Late last summer, as part of the Violent Crime Control and Law Enforcement Act of 1994, Congress profoundly changed the law of evidence by enacting Federal Rule of Evidence 413 ("Rule 413").(1) In a federal sexual assault trial,(2) this rule declares admissible evidence of the defendant's prior instances of sexual violence, even if relevant only as evidence of his disposition or propensity to engage in such conduct.(3) Rule 413 thus carves out an exception to the general principle that the state cannot use a defendant's prior deeds to demonstrate his propensity to act in conformity with a criminal character defect.(4) Altering three hundred years of Anglo-American jurisprudence, this revision is one of the most significant evidentiary developments since the promulgation of the Federal Rules of Evidence ("Rules") in 1975.(5)

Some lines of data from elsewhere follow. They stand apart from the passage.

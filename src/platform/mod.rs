//! Platform abstraction layer
//!
//! Handles host differences for:
//! - Discrete input events and the held-key snapshot
//! - Frame pacing
//! - The terminal host (crossterm)

pub mod terminal;

use std::time::{Duration, Instant};

use glam::Vec2;

/// Keys the game reacts to
#[derive(Debug, Clone, Copy, PartialEq, Eq, Hash)]
pub enum Key {
    Left,
    Right,
    Up,
    Down,
    Space,
    Enter,
    KeypadEnter,
    Backspace,
    Other,
}

/// Discrete input, materialised once per loop iteration
#[derive(Debug, Clone, Copy, PartialEq)]
pub enum InputEvent {
    /// Window close / quit request
    Quit,
    /// Pointer pressed at a playfield position
    PointerDown(Vec2),
    /// Pointer released at a playfield position
    PointerUp(Vec2),
    KeyDown(Key),
    /// A printable character was typed
    TextInput(char),
}

/// Direction keys currently held down
#[derive(Debug, Clone, Copy, Default, PartialEq, Eq)]
pub struct HeldKeys {
    pub left: bool,
    pub right: bool,
    pub up: bool,
    pub down: bool,
}

/// Source of input for the game loop
pub trait InputSource {
    /// Drain every event that arrived since the last call
    fn poll_events(&mut self) -> std::io::Result<Vec<InputEvent>>;

    /// Snapshot of the held direction keys
    fn held_keys(&self) -> HeldKeys;
}

/// Scripted input: one batch of events per poll, for tests and demos
#[derive(Debug, Clone, Default)]
pub struct ScriptedInput {
    frames: std::collections::VecDeque<(Vec<InputEvent>, HeldKeys)>,
    held: HeldKeys,
}

impl ScriptedInput {
    pub fn new() -> Self {
        Self::default()
    }

    /// Queue one loop iteration worth of input
    pub fn push_frame(&mut self, events: Vec<InputEvent>, held: HeldKeys) {
        self.frames.push_back((events, held));
    }
}

impl InputSource for ScriptedInput {
    fn poll_events(&mut self) -> std::io::Result<Vec<InputEvent>> {
        match self.frames.pop_front() {
            Some((events, held)) => {
                self.held = held;
                Ok(events)
            }
            // Script exhausted: ask the game to stop
            None => Ok(vec![InputEvent::Quit]),
        }
    }

    fn held_keys(&self) -> HeldKeys {
        self.held
    }
}

/// Sleeps out the rest of each frame, like a fixed-rate clock
#[derive(Debug)]
pub struct FrameClock {
    frame: Duration,
    last: Instant,
}

impl FrameClock {
    pub fn new(tick_rate: u32) -> Self {
        Self {
            frame: Duration::from_secs(1) / tick_rate.max(1),
            last: Instant::now(),
        }
    }

    /// Block until one frame has passed since the previous call
    pub fn tick(&mut self) {
        let elapsed = self.last.elapsed();
        if elapsed < self.frame {
            std::thread::sleep(self.frame - elapsed);
        }
        self.last = Instant::now();
    }

    /// Forget the time spent outside paced screens
    pub fn restart(&mut self) {
        self.last = Instant::now();
    }
}
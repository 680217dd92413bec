//! Piglet vs Apples - a single-screen arcade game
//!
//! Core modules:
//! - `sim`: Simulation (growth, predator motion, collectibles, collisions)
//! - `flow`: Game flow state machine (menu → naming → char select → play → over)
//! - `highscores`: Top-5 ranking table
//! - `persistence`: Score file storage
//! - `renderer`: Frame descriptions handed to a presentation adapter
//! - `platform`: Input events, held keys, frame pacing and the terminal adapter
//! - `audio`: Sound cue sink

pub mod audio;
pub mod error;
pub mod flow;
pub mod highscores;
pub mod persistence;
pub mod platform;
pub mod renderer;
pub mod settings;
pub mod sim;
pub mod ui;

pub use error::{Error, Result};
pub use flow::{Control, Game, Screen};
pub use highscores::{RankingEntry, RankingTable};
pub use settings::Settings;

use glam::Vec2;

/// Game configuration constants (defaults for [`Settings`])
pub mod consts {
    /// Window dimensions
    pub const SCREEN_WIDTH: u32 = 998;
    pub const SCREEN_HEIGHT: u32 = 590;

    /// Largest top-left coordinate a 64px sprite may occupy
    pub const BOUND_X: f32 = 930.0;
    pub const BOUND_Y: f32 = 530.0;

    /// Simulation ticks per second (only enforced in play)
    pub const TICK_RATE: u32 = 60;

    /// Collectibles alive during play
    pub const NUM_OF_APPLES: usize = 5;

    /// Growth thresholds
    pub const BIG_THRESHOLD: i64 = 50;
    pub const VERY_BIG_THRESHOLD: i64 = 100;

    /// Character defaults
    pub const BASE_VELOCITY: f32 = 4.0;
    pub const BASE_COLLISION_RADIUS: f32 = 40.0;
    pub const BIG_RADIUS_BONUS: f32 = 15.0;
    pub const VERY_BIG_RADIUS_BONUS: f32 = 10.0;
    pub const SPAWN_X: f32 = 400.0;
    pub const SPAWN_Y: f32 = 350.0;

    /// One more predator per this many points
    pub const PREDATOR_SPAWN_RATIO: i64 = 10;
    /// Predator motion defaults
    pub const PREDATOR_STEP: f32 = 3.0;
    pub const PREDATOR_VERTICAL_STEP: f32 = 40.0;

    /// Ranking table length
    pub const RANKING_SIZE: usize = 5;
}

/// Clamp a top-left position into `[0, max]` on both axes
#[inline]
pub fn clamp_to_bounds(pos: Vec2, max: Vec2) -> Vec2 {
    pos.clamp(Vec2::ZERO, max)
}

Although Rule 413's broad rule of admissibility applies only in federal rape cases--only a tiny fraction of all rape prosecutions nationwide--it may represent the opening salvo in a nationwide campaign on the state level to reform evidence law in rape cases.(6) Most states followed codification of the Federal Rules of Evidence by enacting Rule 404(b) or a similarly-worded rule proscribing the use of character evidence to establish the accused's guilt of the crime charged.(7) Some state legislatures will likely follow Congress' lead since they are institutionally most accountable and accessible to citizens frustrated by the high incidence of rape. Yet, by applying a special rule in such cases, Congress contravenes the basic premise that evidentiary rules "focus on issues common to all trials and do not develop differently for each substantive crime . . ."(8) Moreover, the legitimate desire to minimize sexual violence has produced a rule that imperils the presumption of innocence by inviting jurors to convict accused rapists for who they are, rather than for what they have done.(9)

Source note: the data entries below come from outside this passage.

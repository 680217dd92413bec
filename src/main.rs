//! Piglet vs Apples entry point
//!
//! Loads settings, opens the score file and runs the game in the terminal.
//! The terminal owns the screen while playing, so send logs elsewhere:
//! `RUST_LOG=info piglet-vs-apples 2>game.log`.

use std::path::PathBuf;

use glam::Vec2;
use piglet_vs_apples::audio::LogAudio;
use piglet_vs_apples::persistence::CsvScoreFile;
use piglet_vs_apples::platform::terminal::{TerminalInput, TerminalPresenter, TerminalSession};
use piglet_vs_apples::{Game, Result, Settings};

/// Env var overriding the settings file location
const SETTINGS_ENV: &str = "PIGLET_SETTINGS";
const DEFAULT_SETTINGS: &str = "settings.json";

fn main() {
    env_logger::init();

    if let Err(e) = run() {
        log::error!("{}", e);
        eprintln!("piglet-vs-apples: {}", e);
        std::process::exit(1);
    }
}

fn run() -> Result<()> {
    let settings_path = std::env::var_os(SETTINGS_ENV)
        .map(PathBuf::from)
        .unwrap_or_else(|| PathBuf::from(DEFAULT_SETTINGS));
    let settings = Settings::load_or_default(&settings_path);

    let seed = settings.seed.unwrap_or_else(rand::random);
    log::info!("Starting with seed {}", seed);

    // Fail before touching the terminal if the ranking can't be read
    let store = CsvScoreFile::new(&settings.scores_path);
    let field = Vec2::new(
        settings.screen_width as f32,
        settings.screen_height as f32,
    );
    let mut audio = LogAudio::new(
        settings.effective_sfx_volume(),
        settings.effective_music_volume(),
    );
    let mut game = Game::new(settings, seed, store)?;

    let mut stdout = std::io::stdout();
    let session = TerminalSession::enter(&mut stdout)?;
    let mut input = TerminalInput::new(field, session.reports_releases())?;
    let mut presenter = TerminalPresenter::new(stdout);

    game.run(&mut input, &mut presenter, &mut audio)
}
//! Game settings and tuning constants
//!
//! Persisted as JSON next to the binary. Every field has a default, so a
//! partial file only overrides what it names.

use std::path::Path;

use glam::Vec2;
use serde::{Deserialize, Serialize};

use crate::consts::*;
use crate::error::{Error, Result};

/// Game settings/preferences
#[derive(Debug, Clone, PartialEq, Serialize, Deserialize)]
#[serde(default)]
pub struct Settings {
    // === Playfield ===
    pub screen_width: u32,
    pub screen_height: u32,
    /// Largest x a sprite's top-left corner may take
    pub bound_x: f32,
    /// Largest y a sprite's top-left corner may take
    pub bound_y: f32,
    /// Ticks per second while playing
    pub tick_rate: u32,

    // === Collectibles ===
    pub num_of_apples: usize,

    // === Growth ===
    pub growth_big_threshold: i64,
    pub growth_very_big_threshold: i64,
    pub base_velocity: f32,
    pub base_collision_radius: f32,
    pub big_radius_bonus: f32,
    pub very_big_radius_bonus: f32,

    // === Predators ===
    /// A new predator joins whenever score >= ratio * predator count
    pub predator_spawn_ratio: i64,
    pub predator_step: f32,
    pub predator_vertical_step: f32,

    // === Ranking ===
    pub ranking_size: usize,
    pub scores_path: String,

    /// Fixed RNG seed (random when absent)
    pub seed: Option<u64>,

    // === Audio ===
    /// Master volume (0.0 - 1.0)
    pub master_volume: f32,
    /// Sound effects volume (0.0 - 1.0)
    pub sfx_volume: f32,
    /// Music volume (0.0 - 1.0)
    pub music_volume: f32,
    pub muted: bool,
}

impl Default for Settings {
    fn default() -> Self {
        Self {
            screen_width: SCREEN_WIDTH,
            screen_height: SCREEN_HEIGHT,
            bound_x: BOUND_X,
            bound_y: BOUND_Y,
            tick_rate: TICK_RATE,

            num_of_apples: NUM_OF_APPLES,

            growth_big_threshold: BIG_THRESHOLD,
            growth_very_big_threshold: VERY_BIG_THRESHOLD,
            base_velocity: BASE_VELOCITY,
            base_collision_radius: BASE_COLLISION_RADIUS,
            big_radius_bonus: BIG_RADIUS_BONUS,
            very_big_radius_bonus: VERY_BIG_RADIUS_BONUS,

            predator_spawn_ratio: PREDATOR_SPAWN_RATIO,
            predator_step: PREDATOR_STEP,
            predator_vertical_step: PREDATOR_VERTICAL_STEP,

            ranking_size: RANKING_SIZE,
            scores_path: "database/scores.csv".to_string(),

            seed: None,

            master_volume: 0.8,
            sfx_volume: 1.0,
            music_volume: 0.7,
            muted: false,
        }
    }
}

impl Settings {
    /// Clamp bounds as a vector
    pub fn bounds(&self) -> Vec2 {
        Vec2::new(self.bound_x, self.bound_y)
    }

    /// Effective sound-effect volume (respects mute)
    pub fn effective_sfx_volume(&self) -> f32 {
        if self.muted {
            0.0
        } else {
            (self.master_volume * self.sfx_volume).clamp(0.0, 1.0)
        }
    }

    /// Effective music volume (respects mute)
    pub fn effective_music_volume(&self) -> f32 {
        if self.muted {
            0.0
        } else {
            (self.master_volume * self.music_volume).clamp(0.0, 1.0)
        }
    }

    /// Load settings from a JSON file, falling back to defaults
    pub fn load_or_default(path: &Path) -> Self {
        let json = match std::fs::read_to_string(path) {
            Ok(json) => json,
            Err(_) => {
                log::info!("Using default settings");
                return Self::default();
            }
        };

        match serde_json::from_str(&json) {
            Ok(settings) => {
                log::info!("Loaded settings from {}", path.display());
                settings
            }
            Err(e) => {
                log::warn!("Ignoring unreadable settings {}: {e}", path.display());
                Self::default()
            }
        }
    }

    /// Save settings as pretty JSON
    pub fn save(&self, path: &Path) -> Result<()> {
        let json =
            serde_json::to_string_pretty(self).map_err(|e| Error::Settings(e.to_string()))?;
        std::fs::write(path, json).map_err(|e| Error::io(path, e))?;
        log::info!("Settings saved");
        Ok(())
    }
}

#[cfg(test)]
mod tests {
    use super::*;

    #[test]
    fn test_defaults_match_playfield() {
        let settings = Settings::default();
        assert_eq!(settings.screen_width, 998);
        assert_eq!(settings.screen_height, 590);
        assert_eq!(settings.bounds(), Vec2::new(930.0, 530.0));
        assert_eq!(settings.num_of_apples, 5);
        assert_eq!(settings.ranking_size, 5);
    }

    #[test]
    fn test_partial_json_keeps_defaults() {
        let settings: Settings = serde_json::from_str(r#"{"num_of_apples": 8, "seed": 7}"#)
            .expect("partial settings parse");
        assert_eq!(settings.num_of_apples, 8);
        assert_eq!(settings.seed, Some(7));
        assert_eq!(settings.tick_rate, 60);
        assert_eq!(settings.predator_spawn_ratio, 10);
    }

    #[test]
    fn test_missing_file_gives_defaults() {
        let settings = Settings::load_or_default(Path::new("/nonexistent/settings.json"));
        assert_eq!(settings, Settings::default());
    }

    #[test]
    fn test_save_then_load_round_trips() {
        let path = std::env::temp_dir().join(format!("piglet-settings-{}.json", std::process::id()));
        let settings = Settings {
            num_of_apples: 9,
            seed: Some(31),
            scores_path: "elsewhere/scores.csv".to_string(),
            muted: true,
            ..Default::default()
        };

        settings.save(&path).expect("save settings");
        let loaded = Settings::load_or_default(&path);
        let _ = std::fs::remove_file(&path);

        assert_eq!(loaded, settings);
    }

    #[test]
    fn test_save_into_missing_directory_fails() {
        let path = Path::new("/nonexistent/dir/settings.json");
        let err = Settings::default().save(path).expect_err("no such directory");
        assert!(matches!(err, Error::Io { .. }));
    }

    #[test]
    fn test_mute_silences_everything() {
        let settings = Settings {
            muted: true,
            ..Default::default()
        };
        assert_eq!(settings.effective_sfx_volume(), 0.0);
        assert_eq!(settings.effective_music_volume(), 0.0);
    }
}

This Article argues that Rule 413 is an ill-conceived and unconstitutional measure which the federal courts should invalidate and the states should ignore. This study first examines the evidentiary rules governing admission of uncharged misconduct in criminal cases generally and rape cases specifically. It then explores the changes wrought by Rule 413 and assesses their wisdom and impact. Finally, the author contends that Rule 413 unconstitutionally infringes upon the due process and equal protection rights of defendants prosecuted for rape in federal court.
THE ANCIEN REGIME: THE LAW GOVERNING UNCHARGED MISCONDUCT EVIDENCE BEFORE RULE 413(10)
Before assessing the impact of Rule 413, we must study the evidentiary framework within which Congress has placed it.(11) The Rules embrace the "presupposition involved in the very conception of a rational system of evidence"(12) that relevancy is the touchstone of admissibility.(13) Relevance does not inhere in any particular item of evidence but is a relational concept requiring that proffered evidence tend to make more or less probable a disputed and material fact.(14) This relational aspect of relevancy, known as logical relevancy, is a necessary but alone insufficient precondition to an item's admission into evidence. Evidence must also be legally relevant, which means the value of admitting probative evidence is not substantially outweighed by the risk of a decision infected by emotion and bias or of confusion of the issues. Rule 403 of the Federal Rules of Evidence, a trial judge's most significant source of discretionary authority, articulates this legal relevancy requirement(15) and requires the judge to balance the government's need for such evidence against the countervailing probative dangers: whether the evidence will distract or confuse the jury or contribute to an improperly-based verdict.(16)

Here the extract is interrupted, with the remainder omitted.